Dataset entries:

= = = =

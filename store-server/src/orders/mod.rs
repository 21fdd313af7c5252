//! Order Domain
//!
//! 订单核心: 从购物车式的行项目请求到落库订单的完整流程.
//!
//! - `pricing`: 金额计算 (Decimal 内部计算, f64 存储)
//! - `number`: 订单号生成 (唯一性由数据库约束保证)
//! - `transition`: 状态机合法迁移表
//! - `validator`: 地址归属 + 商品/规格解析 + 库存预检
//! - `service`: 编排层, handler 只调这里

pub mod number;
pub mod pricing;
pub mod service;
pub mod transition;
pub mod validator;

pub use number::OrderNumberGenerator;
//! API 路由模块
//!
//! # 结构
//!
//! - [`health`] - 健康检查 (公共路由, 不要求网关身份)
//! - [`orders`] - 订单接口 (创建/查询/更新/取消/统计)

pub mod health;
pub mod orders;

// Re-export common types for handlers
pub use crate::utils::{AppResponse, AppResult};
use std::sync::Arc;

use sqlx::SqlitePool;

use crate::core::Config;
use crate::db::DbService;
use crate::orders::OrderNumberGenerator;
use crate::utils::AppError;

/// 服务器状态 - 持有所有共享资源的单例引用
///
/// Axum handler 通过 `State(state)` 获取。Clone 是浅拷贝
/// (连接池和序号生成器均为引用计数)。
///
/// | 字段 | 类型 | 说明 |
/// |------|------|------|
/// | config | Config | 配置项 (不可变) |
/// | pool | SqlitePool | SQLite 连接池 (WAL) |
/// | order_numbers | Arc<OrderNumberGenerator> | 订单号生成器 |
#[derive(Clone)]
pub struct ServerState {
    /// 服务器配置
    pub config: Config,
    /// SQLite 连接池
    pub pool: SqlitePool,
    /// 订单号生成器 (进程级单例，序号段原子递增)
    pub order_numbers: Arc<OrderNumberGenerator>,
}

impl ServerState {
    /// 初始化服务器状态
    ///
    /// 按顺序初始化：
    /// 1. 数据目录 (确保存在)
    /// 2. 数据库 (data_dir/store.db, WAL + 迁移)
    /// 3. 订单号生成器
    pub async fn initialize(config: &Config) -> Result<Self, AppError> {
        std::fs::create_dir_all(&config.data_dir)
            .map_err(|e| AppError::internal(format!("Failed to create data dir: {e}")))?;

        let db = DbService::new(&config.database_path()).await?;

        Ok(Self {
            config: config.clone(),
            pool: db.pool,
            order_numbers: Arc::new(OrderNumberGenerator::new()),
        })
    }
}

= = = =

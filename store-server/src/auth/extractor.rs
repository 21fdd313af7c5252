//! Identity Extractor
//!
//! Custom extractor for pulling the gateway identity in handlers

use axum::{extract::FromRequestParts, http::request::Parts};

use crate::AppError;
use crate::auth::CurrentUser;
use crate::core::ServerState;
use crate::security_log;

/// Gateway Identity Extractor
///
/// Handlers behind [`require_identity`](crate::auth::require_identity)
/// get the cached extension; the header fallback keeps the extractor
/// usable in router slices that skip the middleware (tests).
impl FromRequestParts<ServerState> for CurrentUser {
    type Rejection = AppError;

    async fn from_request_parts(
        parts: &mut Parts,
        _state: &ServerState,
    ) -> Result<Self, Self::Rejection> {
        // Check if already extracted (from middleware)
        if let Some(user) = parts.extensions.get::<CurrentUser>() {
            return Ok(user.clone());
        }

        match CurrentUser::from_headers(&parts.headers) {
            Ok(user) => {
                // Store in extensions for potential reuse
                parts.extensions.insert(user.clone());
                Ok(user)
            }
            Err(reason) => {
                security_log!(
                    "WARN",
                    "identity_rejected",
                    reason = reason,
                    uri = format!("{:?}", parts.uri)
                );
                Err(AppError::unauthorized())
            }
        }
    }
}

= = = =

Problem to work on: Your answer should be one number, the count of lines in the records that contain the word "OrderNumberGenerator".

Problem solution: 5